Find every line in the records below that contains the word "unwrap", and copy each such line.

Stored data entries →
------------------------------------------------------------
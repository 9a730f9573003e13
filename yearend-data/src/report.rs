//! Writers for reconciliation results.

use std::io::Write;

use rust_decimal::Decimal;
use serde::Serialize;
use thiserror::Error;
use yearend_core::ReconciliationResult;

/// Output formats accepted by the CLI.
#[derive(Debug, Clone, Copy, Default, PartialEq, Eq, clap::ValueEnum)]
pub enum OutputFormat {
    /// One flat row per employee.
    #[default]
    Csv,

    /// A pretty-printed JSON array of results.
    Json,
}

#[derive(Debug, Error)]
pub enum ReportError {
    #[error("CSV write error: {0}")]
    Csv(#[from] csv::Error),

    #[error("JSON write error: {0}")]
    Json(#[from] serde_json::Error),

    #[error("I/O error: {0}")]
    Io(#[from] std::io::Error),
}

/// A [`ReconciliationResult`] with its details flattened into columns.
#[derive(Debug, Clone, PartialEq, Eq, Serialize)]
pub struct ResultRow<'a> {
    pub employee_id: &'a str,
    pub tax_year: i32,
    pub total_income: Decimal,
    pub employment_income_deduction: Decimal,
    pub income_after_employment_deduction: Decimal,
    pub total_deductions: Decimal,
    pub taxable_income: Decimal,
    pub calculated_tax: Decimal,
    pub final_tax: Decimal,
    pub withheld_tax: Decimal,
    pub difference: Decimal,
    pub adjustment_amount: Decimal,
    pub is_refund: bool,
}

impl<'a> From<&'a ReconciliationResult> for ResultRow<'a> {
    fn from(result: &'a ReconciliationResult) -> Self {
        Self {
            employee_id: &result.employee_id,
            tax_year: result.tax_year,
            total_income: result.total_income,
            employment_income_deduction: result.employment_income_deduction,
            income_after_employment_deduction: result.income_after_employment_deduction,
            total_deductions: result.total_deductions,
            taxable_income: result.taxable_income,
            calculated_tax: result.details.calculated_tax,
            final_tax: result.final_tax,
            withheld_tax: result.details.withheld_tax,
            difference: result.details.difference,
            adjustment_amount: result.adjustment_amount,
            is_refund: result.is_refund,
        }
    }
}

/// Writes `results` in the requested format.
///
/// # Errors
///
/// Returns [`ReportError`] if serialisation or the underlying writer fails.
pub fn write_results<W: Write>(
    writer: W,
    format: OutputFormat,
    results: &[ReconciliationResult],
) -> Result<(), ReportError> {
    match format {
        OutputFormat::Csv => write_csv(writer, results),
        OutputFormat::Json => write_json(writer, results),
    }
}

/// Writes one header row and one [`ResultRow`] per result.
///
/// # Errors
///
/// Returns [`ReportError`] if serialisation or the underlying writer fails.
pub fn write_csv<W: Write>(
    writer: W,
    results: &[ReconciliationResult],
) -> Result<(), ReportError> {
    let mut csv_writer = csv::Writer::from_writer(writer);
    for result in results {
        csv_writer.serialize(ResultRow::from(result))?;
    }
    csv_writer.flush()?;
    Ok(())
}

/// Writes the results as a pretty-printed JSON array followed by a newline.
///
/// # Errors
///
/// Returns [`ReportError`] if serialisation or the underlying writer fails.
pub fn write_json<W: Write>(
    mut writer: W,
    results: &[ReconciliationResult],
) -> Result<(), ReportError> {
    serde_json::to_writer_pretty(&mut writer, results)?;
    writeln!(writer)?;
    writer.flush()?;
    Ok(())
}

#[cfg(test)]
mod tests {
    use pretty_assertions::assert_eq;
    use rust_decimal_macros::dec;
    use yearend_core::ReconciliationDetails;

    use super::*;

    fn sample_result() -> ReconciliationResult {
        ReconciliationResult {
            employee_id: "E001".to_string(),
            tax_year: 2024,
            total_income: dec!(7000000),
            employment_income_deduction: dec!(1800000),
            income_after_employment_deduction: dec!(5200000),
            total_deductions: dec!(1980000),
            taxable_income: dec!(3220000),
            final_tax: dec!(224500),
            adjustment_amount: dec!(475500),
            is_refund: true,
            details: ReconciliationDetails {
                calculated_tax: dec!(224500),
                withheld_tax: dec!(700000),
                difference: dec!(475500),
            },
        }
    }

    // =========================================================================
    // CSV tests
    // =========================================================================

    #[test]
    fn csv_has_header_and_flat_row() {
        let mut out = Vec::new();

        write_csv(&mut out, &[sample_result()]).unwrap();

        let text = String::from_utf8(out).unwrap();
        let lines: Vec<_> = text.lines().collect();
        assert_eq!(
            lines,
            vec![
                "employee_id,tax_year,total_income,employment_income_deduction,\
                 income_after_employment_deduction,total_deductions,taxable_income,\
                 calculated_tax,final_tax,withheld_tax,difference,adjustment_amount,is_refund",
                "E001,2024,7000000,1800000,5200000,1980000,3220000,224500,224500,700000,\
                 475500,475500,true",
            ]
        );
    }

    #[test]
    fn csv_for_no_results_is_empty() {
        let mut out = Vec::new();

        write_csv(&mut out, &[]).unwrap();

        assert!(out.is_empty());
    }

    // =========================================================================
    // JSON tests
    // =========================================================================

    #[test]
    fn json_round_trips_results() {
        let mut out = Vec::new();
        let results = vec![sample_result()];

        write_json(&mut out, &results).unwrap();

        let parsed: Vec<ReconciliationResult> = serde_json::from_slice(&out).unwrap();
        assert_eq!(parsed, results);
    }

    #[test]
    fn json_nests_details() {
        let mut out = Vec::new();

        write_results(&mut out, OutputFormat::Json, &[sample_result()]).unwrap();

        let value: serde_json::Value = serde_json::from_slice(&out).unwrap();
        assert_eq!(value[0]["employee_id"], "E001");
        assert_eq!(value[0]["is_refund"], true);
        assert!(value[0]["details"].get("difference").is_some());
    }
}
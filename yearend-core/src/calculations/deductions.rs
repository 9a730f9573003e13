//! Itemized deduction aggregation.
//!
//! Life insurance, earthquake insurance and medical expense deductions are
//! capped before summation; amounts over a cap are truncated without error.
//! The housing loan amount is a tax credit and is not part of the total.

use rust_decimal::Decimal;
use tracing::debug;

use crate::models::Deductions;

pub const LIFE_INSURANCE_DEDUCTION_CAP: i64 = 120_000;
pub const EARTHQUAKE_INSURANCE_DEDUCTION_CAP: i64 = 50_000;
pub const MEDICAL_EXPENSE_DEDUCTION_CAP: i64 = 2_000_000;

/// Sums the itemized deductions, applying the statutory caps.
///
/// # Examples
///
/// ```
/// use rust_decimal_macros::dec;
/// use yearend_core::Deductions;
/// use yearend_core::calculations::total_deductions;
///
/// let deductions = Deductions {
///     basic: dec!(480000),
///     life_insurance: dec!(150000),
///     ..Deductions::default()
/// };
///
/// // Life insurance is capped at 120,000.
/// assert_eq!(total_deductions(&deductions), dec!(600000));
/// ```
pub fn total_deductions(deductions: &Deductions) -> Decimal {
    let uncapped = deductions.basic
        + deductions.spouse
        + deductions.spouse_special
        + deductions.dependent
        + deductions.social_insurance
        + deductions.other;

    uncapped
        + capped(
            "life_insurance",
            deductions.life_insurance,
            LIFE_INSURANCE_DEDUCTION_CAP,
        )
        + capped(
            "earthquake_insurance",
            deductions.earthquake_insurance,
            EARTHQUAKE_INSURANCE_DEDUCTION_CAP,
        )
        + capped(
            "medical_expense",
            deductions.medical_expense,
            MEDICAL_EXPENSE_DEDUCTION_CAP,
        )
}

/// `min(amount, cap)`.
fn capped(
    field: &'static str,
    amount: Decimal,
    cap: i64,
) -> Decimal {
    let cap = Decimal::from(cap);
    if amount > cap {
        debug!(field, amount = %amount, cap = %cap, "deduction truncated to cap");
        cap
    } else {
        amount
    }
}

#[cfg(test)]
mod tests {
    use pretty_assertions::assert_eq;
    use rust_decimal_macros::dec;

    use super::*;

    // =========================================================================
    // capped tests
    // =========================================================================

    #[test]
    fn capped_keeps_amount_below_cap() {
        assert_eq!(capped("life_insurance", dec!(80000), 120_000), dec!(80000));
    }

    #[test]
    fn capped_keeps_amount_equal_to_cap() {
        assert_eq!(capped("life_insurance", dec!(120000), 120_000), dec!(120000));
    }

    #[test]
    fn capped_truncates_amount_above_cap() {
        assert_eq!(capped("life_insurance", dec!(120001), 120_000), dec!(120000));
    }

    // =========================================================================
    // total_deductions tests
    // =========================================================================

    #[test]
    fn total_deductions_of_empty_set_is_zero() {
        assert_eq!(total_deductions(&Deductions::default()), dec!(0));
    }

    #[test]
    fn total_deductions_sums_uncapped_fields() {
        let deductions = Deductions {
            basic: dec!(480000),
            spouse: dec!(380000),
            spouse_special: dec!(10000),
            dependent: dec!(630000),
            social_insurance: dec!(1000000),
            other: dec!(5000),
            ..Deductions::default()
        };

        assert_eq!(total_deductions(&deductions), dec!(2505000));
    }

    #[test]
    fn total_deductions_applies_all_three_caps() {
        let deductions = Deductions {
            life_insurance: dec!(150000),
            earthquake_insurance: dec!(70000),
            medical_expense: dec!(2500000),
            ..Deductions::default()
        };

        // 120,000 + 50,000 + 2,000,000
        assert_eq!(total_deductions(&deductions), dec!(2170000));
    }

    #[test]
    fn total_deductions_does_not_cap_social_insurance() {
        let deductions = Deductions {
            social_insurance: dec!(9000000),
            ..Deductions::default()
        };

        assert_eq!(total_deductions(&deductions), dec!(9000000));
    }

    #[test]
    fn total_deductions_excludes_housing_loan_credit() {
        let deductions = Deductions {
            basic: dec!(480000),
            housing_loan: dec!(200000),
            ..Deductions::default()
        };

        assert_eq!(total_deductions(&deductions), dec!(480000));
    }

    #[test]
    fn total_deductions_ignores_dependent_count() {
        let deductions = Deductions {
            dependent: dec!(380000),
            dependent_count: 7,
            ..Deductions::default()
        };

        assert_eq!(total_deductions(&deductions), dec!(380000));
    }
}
------------------------------------------------------------
Answer to this task →
        write_csv(&mut out, &[sample_result()]).unwrap();
        let text = String::from_utf8(out).unwrap();
        write_csv(&mut out, &[]).unwrap();
        write_json(&mut out, &results).unwrap();
        let parsed: Vec<ReconciliationResult> = serde_json::from_slice(&out).unwrap();
        write_results(&mut out, OutputFormat::Json, &[sample_result()]).unwrap();
        let value: serde_json::Value = serde_json::from_slice(&out).unwrap();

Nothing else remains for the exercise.